- Directed by: Dennis Beauchamp
- Starring: Kim Woodburn Mike Chalut
- Narrated by: Gary Bernarde
- Country of origin: Canada
- Original language: English
- No. of seasons: 2
- No. of episodes: 27

Production
- Executive producers: Simon Lloyd; Glen Salzman; Claire Vande Polder;
- Running time: 30 min (inc. advertisements)
- Production companies: Cineflix Nextfilm Productions

Original release
- Network: W Network
- Release: March 4, 2008 – May 4, 2009

= Kim's Rude Awakenings =

Canadian television programme (2008–2009)
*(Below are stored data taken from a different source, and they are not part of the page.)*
/**
 * STORE - Registre machines, sink de télémétrie, alertes et trace d'audit
 *
 * RÔLE :
 * Définit les interfaces des collaborateurs externes du pipeline (registre,
 * persistance, alertes, statut machine, audit) et fournit JsonStore,
 * l'implémentation fichier utilisée par le kernel.
 *
 * FONCTIONNEMENT (JsonStore) :
 * - caches mémoire (historique borné par machine, alertes, décisions récentes)
 * - fichiers JSON-lines en append-only : telemetry.jsonl, alerts.jsonl, decisions.jsonl
 * - machines.json réécrit à chaque changement de statut
 * - mode mémoire seule si aucun data_dir (tests, fallback au démarrage)
 *
 * L'écriture disque précède la mise à jour du cache : une ligne visible en
 * mémoire est une ligne enregistrée.
 */

use crate::models::{Alert, DecisionAuditRecord, Machine, MachineStatus, TelemetryReading};
use async_trait::async_trait;
use parking_lot::Mutex;
use serde::Serialize;
use std::collections::{BTreeMap, HashMap, VecDeque};
use std::path::{Path, PathBuf};
use tokio::io::AsyncWriteExt;
use tracing::info;

const TELEMETRY_FILE: &str = "telemetry.jsonl";
const ALERTS_FILE: &str = "alerts.jsonl";
const DECISIONS_FILE: &str = "decisions.jsonl";
const MACHINES_FILE: &str = "machines.json";
const RECENT_CAPACITY: usize = 500;

#[derive(Debug, thiserror::Error)]
pub enum StoreError {
    #[error("IO error: {0}")]
    Io(#[from] std::io::Error),
    #[error("Serialization error: {0}")]
    Serialization(#[from] serde_json::Error),
    #[error("Unknown machine: {0}")]
    UnknownMachine(String),
}

#[async_trait]
pub trait MachineRegistry: Send + Sync {
    /// Machines actives (tout sauf OFFLINE)
    async fn list_active_machines(&self) -> Result<Vec<Machine>, StoreError>;
}

#[async_trait]
pub trait TelemetrySink: Send + Sync {
    async fn append_batch(&self, batch: Vec<TelemetryReading>) -> Result<(), StoreError>;
    /// Les `limit` dernières lectures, ordre chronologique
    async fn query_recent(&self, machine_id: &str, limit: usize) -> Result<Vec<TelemetryReading>, StoreError>;
}

#[async_trait]
pub trait MachineStatusSink: Send + Sync {
    async fn update_status(&self, machine_id: &str, status: MachineStatus) -> Result<(), StoreError>;
}

#[async_trait]
pub trait AlertSink: Send + Sync {
    async fn create_alert(&self, alert: Alert) -> Result<(), StoreError>;
}

#[async_trait]
pub trait AuditLog: Send + Sync {
    async fn append_audit(&self, record: DecisionAuditRecord) -> Result<(), StoreError>;
}

pub struct JsonStore {
    data_dir: Option<PathBuf>,
    history_capacity: usize,
    machines: Mutex<BTreeMap<String, Machine>>,
    readings: Mutex<HashMap<String, VecDeque<TelemetryReading>>>,
    alerts: Mutex<VecDeque<Alert>>,
    decisions: Mutex<VecDeque<DecisionAuditRecord>>,
}

impl JsonStore {
    pub fn in_memory(history_capacity: usize, machines: &[Machine]) -> Self {
        Self {
            data_dir: None,
            history_capacity: history_capacity.max(1),
            machines: Mutex::new(machines.iter().map(|m| (m.id.clone(), m.clone())).collect()),
            readings: Mutex::new(HashMap::new()),
            alerts: Mutex::new(VecDeque::new()),
            decisions: Mutex::new(VecDeque::new()),
        }
    }

    /// Ouvre le store sur disque. machines.json existant prime sur la flotte seed.
    pub async fn open<P: AsRef<Path>>(data_dir: P, history_capacity: usize, seed: &[Machine]) -> Result<Self, StoreError> {
        let dir = data_dir.as_ref().to_path_buf();
        tokio::fs::create_dir_all(&dir).await?;

        let machines_path = dir.join(MACHINES_FILE);
        let mut store = Self::in_memory(history_capacity, seed);
        store.data_dir = Some(dir);

        if tokio::fs::try_exists(&machines_path).await? {
            let content = tokio::fs::read_to_string(&machines_path).await?;
            let saved: BTreeMap<String, Machine> = serde_json::from_str(&content)?;
            info!(count = saved.len(), path = %machines_path.display(), "loaded machine registry");
            *store.machines.lock() = saved;
        } else {
            store.save_machines().await?;
            info!(count = seed.len(), "seeded machine registry");
        }
        Ok(store)
    }

    pub fn machines(&self) -> Vec<Machine> {
        self.machines.lock().values().cloned().collect()
    }

    pub fn machine(&self, machine_id: &str) -> Option<Machine> {
        self.machines.lock().get(machine_id).cloned()
    }

    pub fn recent_alerts(&self, limit: usize) -> Vec<Alert> {
        newest_first(&self.alerts.lock(), limit)
    }

    pub fn recent_decisions(&self, limit: usize) -> Vec<DecisionAuditRecord> {
        newest_first(&self.decisions.lock(), limit)
    }

    async fn save_machines(&self) -> Result<(), StoreError> {
        let Some(dir) = &self.data_dir else { return Ok(()) };
        let content = {
            let machines = self.machines.lock();
            serde_json::to_string_pretty(&*machines)?
        };
        tokio::fs::write(dir.join(MACHINES_FILE), content).await?;
        Ok(())
    }

    async fn append_lines<T: Serialize>(&self, file: &str, rows: &[T]) -> Result<(), StoreError> {
        let Some(dir) = &self.data_dir else { return Ok(()) };
        let mut buffer = String::new();
        for row in rows {
            buffer.push_str(&serde_json::to_string(row)?);
            buffer.push('\n');
        }
        let mut handle = tokio::fs::OpenOptions::new()
            .create(true)
            .append(true)
            .open(dir.join(file))
            .await?;
        handle.write_all(buffer.as_bytes()).await?;
        handle.flush().await?;
        Ok(())
    }
}

fn newest_first<T: Clone>(rows: &VecDeque<T>, limit: usize) -> Vec<T> {
    rows.iter().rev().take(limit).cloned().collect()
}

fn push_bounded<T>(rows: &mut VecDeque<T>, row: T, capacity: usize) {
    rows.push_back(row);
    while rows.len() > capacity {
        rows.pop_front();
    }
}

#[async_trait]
impl MachineRegistry for JsonStore {
    async fn list_active_machines(&self) -> Result<Vec<Machine>, StoreError> {
        Ok(self
            .machines
            .lock()
            .values()
            .filter(|m| m.status != MachineStatus::Offline)
            .cloned()
            .collect())
    }
}

#[async_trait]
impl TelemetrySink for JsonStore {
    async fn append_batch(&self, batch: Vec<TelemetryReading>) -> Result<(), StoreError> {
        if batch.is_empty() {
            return Ok(());
        }
        self.append_lines(TELEMETRY_FILE, &batch).await?;

        let mut readings = self.readings.lock();
        for reading in batch {
            let history = readings.entry(reading.machine_id.clone()).or_default();
            push_bounded(history, reading, self.history_capacity);
        }
        Ok(())
    }

    async fn query_recent(&self, machine_id: &str, limit: usize) -> Result<Vec<TelemetryReading>, StoreError> {
        let readings = self.readings.lock();
        let Some(history) = readings.get(machine_id) else { return Ok(Vec::new()) };
        let skip = history.len().saturating_sub(limit);
        Ok(history.iter().skip(skip).cloned().collect())
    }
}

#[async_trait]
impl MachineStatusSink for JsonStore {
    async fn update_status(&self, machine_id: &str, status: MachineStatus) -> Result<(), StoreError> {
        {
            let mut machines = self.machines.lock();
            let machine = machines
                .get_mut(machine_id)
                .ok_or_else(|| StoreError::UnknownMachine(machine_id.to_string()))?;
            machine.status = status;
        }
        self.save_machines().await
    }
}

#[async_trait]
impl AlertSink for JsonStore {
    async fn create_alert(&self, alert: Alert) -> Result<(), StoreError> {
        self.append_lines(ALERTS_FILE, std::slice::from_ref(&alert)).await?;
        push_bounded(&mut self.alerts.lock(), alert, RECENT_CAPACITY);
        Ok(())
    }
}

#[async_trait]
impl AuditLog for JsonStore {
    async fn append_audit(&self, record: DecisionAuditRecord) -> Result<(), StoreError> {
        self.append_lines(DECISIONS_FILE, std::slice::from_ref(&record)).await?;
        push_bounded(&mut self.decisions.lock(), record, RECENT_CAPACITY);
        Ok(())
    }
}
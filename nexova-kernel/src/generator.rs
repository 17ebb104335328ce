/**
 * TELEMETRY GENERATOR - Synthèse des lectures capteurs
 *
 * FONCTIONNEMENT :
 * - bruit multiplicatif uniforme ±5% sur chaque valeur nominale
 * - tirages indépendants d'apparition d'anomalie (chauffe, vibration, pic de charge)
 * - un tirage gagnant OU un compteur déjà non nul fait avancer la tendance
 * - multiplicateurs dérivés des compteurs, production dégradée (plancher 10%)
 * - toutes les sorties arrondies à 2 décimales
 *
 * Le RNG est injecté (StdRng seedable) : reproductible en test.
 */

use crate::anomaly_state::{AnomalyState, AnomalyStateStore};
use crate::models::{Machine, TelemetryReading};
use crate::profiles::MachineProfile;
use rand::rngs::StdRng;
use rand::{Rng, SeedableRng};
use time::OffsetDateTime;

const NOISE_AMPLITUDE: f64 = 0.05;
const HEAT_STEP: f64 = 0.05;
const VIBRATION_STEP: f64 = 0.02;
const SPIKE_MIN: f64 = 1.6;
const SPIKE_MAX: f64 = 2.6;
const EFFICIENCY_FLOOR: f64 = 0.1;

#[derive(Debug, Clone, Copy, PartialEq)]
pub struct OnsetProbabilities {
    pub heat: f64,
    pub vibration: f64,
    pub power_spike: f64,
}

impl Default for OnsetProbabilities {
    fn default() -> Self {
        Self { heat: 0.02, vibration: 0.02, power_spike: 0.03 }
    }
}

/// Résultat des tirages d'un tick pour une machine
#[derive(Debug, Clone, Copy, PartialEq)]
pub struct OnsetRolls {
    pub heat: bool,
    pub vibration: bool,
    /// Multiplicateur de pic, valable pour ce tick uniquement
    pub power_spike: Option<f64>,
}

#[derive(Debug, Clone, Copy, PartialEq)]
pub struct Multipliers {
    pub temperature: f64,
    pub vibration: f64,
    pub power: f64,
}

impl Multipliers {
    pub fn from_state(state: &AnomalyState, power_spike: Option<f64>) -> Self {
        Self {
            temperature: 1.0 + state.heat_trend as f64 * HEAT_STEP,
            vibration: 1.0 + state.vibration_trend as f64 * VIBRATION_STEP,
            power: power_spike.unwrap_or(1.0),
        }
    }

    pub fn efficiency(&self) -> f64 {
        (1.0 - (self.temperature - 1.0) - (self.vibration - 1.0)).max(EFFICIENCY_FLOOR)
    }
}

pub struct TelemetryGenerator {
    rng: StdRng,
    probabilities: OnsetProbabilities,
}

impl TelemetryGenerator {
    pub fn new(rng: StdRng, probabilities: OnsetProbabilities) -> Self {
        Self { rng, probabilities }
    }

    pub fn seeded(seed: u64, probabilities: OnsetProbabilities) -> Self {
        Self::new(StdRng::seed_from_u64(seed), probabilities)
    }

    pub fn from_entropy(probabilities: OnsetProbabilities) -> Self {
        Self::new(StdRng::from_entropy(), probabilities)
    }

    pub fn roll(&mut self) -> OnsetRolls {
        let heat = self.rng.gen_bool(clamp_probability(self.probabilities.heat));
        let vibration = self.rng.gen_bool(clamp_probability(self.probabilities.vibration));
        let power_spike = self
            .rng
            .gen_bool(clamp_probability(self.probabilities.power_spike))
            .then(|| self.rng.gen_range(SPIKE_MIN..=SPIKE_MAX));
        OnsetRolls { heat, vibration, power_spike }
    }

    /// Génère la lecture d'un tick et fait avancer l'état de dégradation
    pub fn generate(
        &mut self,
        machine: &Machine,
        profile: &MachineProfile,
        states: &mut AnomalyStateStore,
        tick_hours: f64,
        at: OffsetDateTime,
    ) -> TelemetryReading {
        let rolls = self.roll();
        let before = states.get(&machine.id);

        if rolls.heat || before.heat_trend > 0 {
            states.advance_heat(&machine.id);
        }
        if rolls.vibration || before.vibration_trend > 0 {
            states.advance_vibration(&machine.id);
        }
        let runtime_hours = states.advance_runtime(&machine.id, tick_hours);
        let state = states.get(&machine.id);

        self.synthesize(machine, profile, &state, rolls.power_spike, runtime_hours, at)
    }

    /// Applique bruit + multiplicateurs à un état donné (ne modifie pas l'état)
    pub fn synthesize(
        &mut self,
        machine: &Machine,
        profile: &MachineProfile,
        state: &AnomalyState,
        power_spike: Option<f64>,
        runtime_hours: f64,
        at: OffsetDateTime,
    ) -> TelemetryReading {
        let m = Multipliers::from_state(state, power_spike);

        let voltage = self.noisy(profile.baseline_voltage);
        let current = self.noisy(profile.baseline_current) * m.power;
        let power = self.noisy(profile.base_power) * m.power;
        let temperature = self.noisy(profile.base_temp) * m.temperature;
        let vibration = self.noisy(profile.base_vibration) * m.vibration;
        let production = self.noisy(profile.base_production_rate) * m.efficiency();

        TelemetryReading {
            machine_id: machine.id.clone(),
            timestamp: at,
            voltage: round2(voltage),
            current: round2(current),
            power: round2(power),
            temperature: round2(temperature),
            vibration: round2(vibration),
            production: round2(production),
            runtime_hours: round2(runtime_hours),
        }
    }

    fn noisy(&mut self, baseline: f64) -> f64 {
        baseline * self.rng.gen_range((1.0 - NOISE_AMPLITUDE)..=(1.0 + NOISE_AMPLITUDE))
    }
}

fn clamp_probability(p: f64) -> f64 {
    if p.is_finite() { p.clamp(0.0, 1.0) } else { 0.0 }
}

pub fn round2(value: f64) -> f64 {
    (value * 100.0).round() / 100.0
}
/**
 * ANOMALY STATE STORE - Dégradation persistante par machine
 *
 * Arena indexée par machine_id, possédée par le scheduler (unique écrivain).
 * Les compteurs ne font que croître jusqu'à leur plafond : une machine qui
 * chauffe reste chaude jusqu'à intervention. Rien n'est persisté, l'état
 * disparaît au redémarrage du process.
 */

use std::collections::HashMap;

pub const HEAT_TREND_CAP: u32 = 50;
pub const VIBRATION_TREND_CAP: u32 = 100;

#[derive(Debug, Clone, Copy, Default, PartialEq, Eq)]
pub struct AnomalyState {
    pub heat_trend: u32,
    pub vibration_trend: u32,
}

#[derive(Debug, Clone, Copy, Default)]
struct MachineTrack {
    anomaly: AnomalyState,
    runtime_hours: f64,
}

#[derive(Debug, Default)]
pub struct AnomalyStateStore {
    entries: HashMap<String, MachineTrack>,
}

impl AnomalyStateStore {
    pub fn new() -> Self {
        Self::default()
    }

    /// Crée l'entrée {0,0} à la première référence
    pub fn get(&mut self, machine_id: &str) -> AnomalyState {
        self.track(machine_id).anomaly
    }

    pub fn advance_heat(&mut self, machine_id: &str) {
        let state = &mut self.track(machine_id).anomaly;
        if state.heat_trend < HEAT_TREND_CAP {
            state.heat_trend += 1;
        }
    }

    pub fn advance_vibration(&mut self, machine_id: &str) {
        let state = &mut self.track(machine_id).anomaly;
        if state.vibration_trend < VIBRATION_TREND_CAP {
            state.vibration_trend += 1;
        }
    }

    /// Cumule le temps de marche simulé, retourne le total
    pub fn advance_runtime(&mut self, machine_id: &str, hours: f64) -> f64 {
        let track = self.track(machine_id);
        track.runtime_hours += hours.max(0.0);
        track.runtime_hours
    }

    pub fn len(&self) -> usize {
        self.entries.len()
    }

    fn track(&mut self, machine_id: &str) -> &mut MachineTrack {
        self.entries.entry(machine_id.to_string()).or_default()
    }
}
Kim's Rude Awakenings is a Canadian television programme, starring British expert cleaner and television personality Kim Woodburn. The programme followed a similar format to the British programme How Clean Is Your House?, also starring Woodburn in which she visits family homes in an attempt to help them clean and declutter. She was accompanied in each episode by Mike Chalut. It aired for two seasons on W Network between March 4, 2008, and May 4, 2009.

==Production==
Prior to the commissioning of the show, Kim Woodburn had appeared on the British series How Clean Is Your House? alongside Aggie MacKenzie since 2003, in which the pair visited dirty houses and cleaned them up. In 2007, it was announced that Woodburn would film a version of the show in Canada, titled Kim's Rude Awakenings. The show followed a similar format to its British counterpart, however Woodburn was instead accompanied by Mike Chalut, and the homes they visited were mostly untidy rather than dirty. The first season of the show began airing on W Network on March 4, 2008, and was subsequently renewed for a second and final series which concluded on May 4, 2009.

==Episodes==

| Season | Episodes |  | Originally released |  |
| First released | Last released |
| 1 | 14 |  | May 4, 2008 | July 26, 2008 |
| 2 | 13 |  | February 2, 2009 | May 4, 2009 |

===Season 1 (2008)===

| No. overall | No. in series | Title | Original release date |
|---|---|---|---|
| 1 | 1 | "The Black Family" | March 4, 2008 |
| 2 | 2 | "The Goode Family" | March 11, 2008 |
| 3 | 3 | "The Edwards Family" | March 18, 2008 |
| 4 | 4 | "The Tetreault Family" | March 25, 2008 |
| 5 | 5 | "The Galleas Family" | April 1, 2008 |
| 6 | 6 | "The Hurds Family" | April 8, 2008 |
| 7 | 7 | "The Breens" | April 15, 2008 |
| 8 | 8 | "The Cheshires" | April 22, 2008 |
| 10 | 10 | "The Alexander Bapties" | May 2, 2008 |
| 11 | 11 | "The Gaboury Family" | June 30, 2008 |
| 12 | 12 | "The Medina Family" | June 30, 2008 |
| 13 | 13 | "The Morgan Mackenzie Family" | July 26, 2008 |
| 14 | 14 | "The Beck Family" | July 26, 2008 |

===Season 2 (2009)===

| No. overall | No. in series | Title | Original release date |
|---|---|---|---|
| 15 | 1 | "The Ta's" | February 2, 2009 |
| 16 | 2 | "The Byrnes" | February 9, 2009 |
| 17 | 3 | "The Nickeles" | February 16, 2009 |
| 18 | 4 | "The Butlers" | February 23, 2009 |
| 19 | 5 | "The Kennys" | March 2, 2009 |
| 20 | 6 | "The Pretes" | March 9, 2009 |
| 21 | 7 | "The Carenzas" | March 16, 2009 |
| 22 | 8 | "The Harrisons" | March 23, 2009 |
| 23 | 9 | "The Hallmans" | March 30, 2009 |
| 24 | 10 | "The McKnights" | April 6, 2009 |
| 25 | 11 | "The Kuhns" | April 20, 2009 |
| 26 | 12 | "The Pattons" | April 27, 2009 |
| 27 | 13 | "The Kuryllowiczes" | May 4, 2009 |

==Reception==
Woodburn received praise from viewers, who found her funny. Reviewing the first season, John Doyle of The Globe and Mail criticised the show, branding it "dire". Comparing it to the British counterpart How Clean Is Your House?, which he did however say he "understood the appeal of", he noted that the Canadian series "had more to do with disorganization. The Canadian homes she invades aren't dangerously dirty. They're merely messy. Still, Woodburn uses her well-polished shtick to lecture the families on getting organized. You see one of these shows, you've seen 'em all."